2008年の第1回。世田谷パブリック・シアターという会場もあって、演出は演劇的な面もあったし、ステージにあったのも、ほぼエッセイと曲、朗読と歌。言葉と声とメロディだけだった。観客も初めての体験だったので、何を投影し、受け取り、感じるのかは自由だった。さらに、取りあげられるのは久世光彦の誰もが知る曲にまつわる、かつ、映像が浮かぶエッセイばかりである。小泉今日子の声で文字が音となり、浜田真理子が歌う曲が輪をかけることで、観客は同じ絵ではあるが異なる色でアタマに浮かべることができた。会場はその思いで満たされ、感動的な空間が作られていた。この雰囲気はこの後に続いた『マイ・ラスト・ソング』でも同じで、エッセイと曲から、そして朗読と歌から、観客は各々で何かを受け取って、その空気を共有してきたのである。

そんな不動のプログラムは、2020年に下北沢で開催されたときに変化する。これまでの決められた演出や構成ではなく、『マイ・ラスト・ソング・カジュアル』のタイトルと共に『番外編』とも謳われたそれは、水曜劇場をテーマとしたことで、リラックスした進行と気軽な雰囲気が久世ドラマのとりわけ楽しい部分を浮かび上がらせていた。朗読に徹していた小泉今日子が歌うという嬉しい予想外の展開もあり、音楽側に針が振れたことが、結果的に久世光彦がドラマで使用した楽曲が普遍性を持つ名曲ばかりだと証明することにもなり、ライヴ的な舞台にもなっていた。ここはある意味で分岐点だったのかもしれない。そう感じたのは、今回のツアーが、良い意味でこの “ カジュアル “ を超えた内容だったからだ。まるで小泉今日子、浜田真理子、そしてゲストで参加したMarinoが集う部屋に呼ばれ、一緒に過ごしたような時間。カジュアルのテーマで開催されたとき以上にステージと観客の距離が近い。そう思った。これまでは、朗読と歌の後に、その余韻を観客自らが決めて味わえる時間があったが、今回はその都度で、くだけたMCによる曲にまつわる話や解説が入れられる。“ 朗読と歌よりトーク “ と言ってもいいほどの構成は、冒頭に書いたように、例えるならばトークショーで、その中に朗読と歌が挟まれる印象だった。部屋に呼ばれて一緒に過ごしたと感じたのはそういう意味である。だから、今回のプログラムから僕が受けたのは、グッとくる瞬間はあったにせよ、過去には多くあった心が揺さぶられて涙が出るようなことなどではなく、みんなで同じ場を通して共有する楽しさだった。

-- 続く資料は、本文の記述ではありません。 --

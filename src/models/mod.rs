// SPDX-License-Identifier: AGPL-3.0-or-later
// Copyright (C) 2025 Blackman Artificial Intelligence Technologies Inc.

//! Model registry, language tables and artifact download
//!
//! The registry and language tables are static data. Every entry point
//! validates model ids and language codes against them before reaching a
//! backend.

pub mod download;
pub mod languages;
pub mod registry;

pub use download::{ArtifactFetcher, HubDownloader};
pub use languages::{get_language_codes, language_name, LanguageTable};
pub use registry::{
    available_models, get_model_info, is_known_model, model_ids, ModelDescriptor, ModelFamily,
    DEFAULT_MODEL_ID,
};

” 最後は久世さんまったく関係ありません。私が踊りたいだけです “

アンコール。小泉今日子がこう言って始まったのがピンク・レディーの「UFO」。聴き応えのある渋いアレンジで演奏し歌われたこの曲の横で、あの振り付けで踊るキョンキョンを、お客さんたちは、やはり " 久世さんは関係なく " 見て聴いて楽しんでいた。僕がここまで書いてきたことが、ここに見事に集約されていたのではないだろうか。

公演グッズでツアー初日にはまだ発売されていなかったマルベル堂ブロマイドセットを入手。

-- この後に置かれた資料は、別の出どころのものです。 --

// SPDX-License-Identifier: AGPL-3.0-or-later
// Copyright (C) 2025 Blackman Artificial Intelligence Technologies Inc.

//! CLI argument definitions using Clap
//!
//! Defines all command-line arguments and subcommands for bab.

use clap::{Parser, Subcommand};
use std::path::PathBuf;

/// bab - local machine translation
#[derive(Parser, Debug)]
#[command(name = "bab")]
#[command(version, about = "Local machine translation with downloadable models")]
#[command(propagate_version = true)]
pub struct Cli {
    /// Verbosity level (-v, -vv)
    #[arg(short, long, action = clap::ArgAction::Count, global = true)]
    pub verbose: u8,

    /// Model cache directory (overrides settings)
    #[arg(long, global = true)]
    pub cache_dir: Option<PathBuf>,

    #[command(subcommand)]
    pub command: Option<Commands>,
}

/// Available subcommands
#[derive(Subcommand, Debug)]
pub enum Commands {
    /// Download model artifacts into the cache
    Download {
        #[command(flatten)]
        model: ModelArg,

        /// Re-download even if already present
        #[arg(short, long)]
        force: bool,
    },

    /// Check which required model files are present
    Verify(ModelArg),

    /// Show where a model lives and whether it is downloaded and loaded
    Status(ModelArg),

    /// Load a model into memory to check it works
    LoadTest(ModelArg),

    /// Remove a model's cached artifacts
    Delete(ModelArg),

    /// List a model's supported languages
    Languages(ModelArg),

    /// Translate a piece of text
    Translate(TranslateArgs),

    /// List registered models
    Models,

    /// Start the HTTP API server
    Serve(ServeArgs),

    /// Saved translations
    Saved {
        #[command(subcommand)]
        command: RecordCommands,
    },

    /// Translation history
    History {
        #[command(subcommand)]
        command: RecordCommands,
    },

    /// User preferences
    Prefs {
        #[command(subcommand)]
        command: PrefsCommands,
    },
}

/// Model selection shared by most subcommands
#[derive(clap::Args, Debug, Default, Clone)]
pub struct ModelArg {
    /// Model id (defaults to the configured default model)
    #[arg(short, long = "model")]
    pub model: Option<String>,
}

/// Arguments for the translate subcommand
#[derive(clap::Args, Debug)]
pub struct TranslateArgs {
    /// Text to translate
    pub text: String,

    /// Source language code
    #[arg(short, long)]
    pub source: String,

    /// Target language code
    #[arg(short, long)]
    pub target: String,

    #[command(flatten)]
    pub model: ModelArg,
}

/// Arguments for the serve subcommand
#[derive(clap::Args, Debug, Default)]
pub struct ServeArgs {
    /// Address to bind (overrides settings)
    #[arg(long)]
    pub host: Option<String>,

    /// Port to bind (overrides settings)
    #[arg(short, long)]
    pub port: Option<u16>,
}

/// Saved translation and history subcommands
#[derive(Subcommand, Debug, PartialEq)]
pub enum RecordCommands {
    /// List entries, newest first
    List,

    /// Delete one entry
    Delete {
        /// Entry id
        id: String,
    },

    /// Delete every entry
    Clear,
}

/// Preference subcommands
#[derive(Subcommand, Debug, PartialEq)]
pub enum PrefsCommands {
    /// Show a preference
    Get { key: String },

    /// Set a preference
    Set { key: String, value: String },

    /// Remove a preference
    Delete { key: String },
}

その都度で異なる色がつけられ新機軸で開催されてきたが、” 死の間際に一曲だけ聴くことができたら、あなたはどんな歌を選ぶだろうか " という不動のテーマと、やはり第1回から存在する “ よい曲を聴かせたい、広げたい、伝えたい、そして残したい “ というもうひとつの柱。久世光彦が残した言葉や曲に対する思いなどと共に、音楽、ミュージックの素晴らしさも再認識させてもらえるのが『マイ・ラスト・ソング』だ。15年が経過した今、ハッキリとこれが見える。『マイ・ラスト・ソング アンソロジー』のCDが発表されたことでも、それはわかる。16年目以降が今から楽しみだ。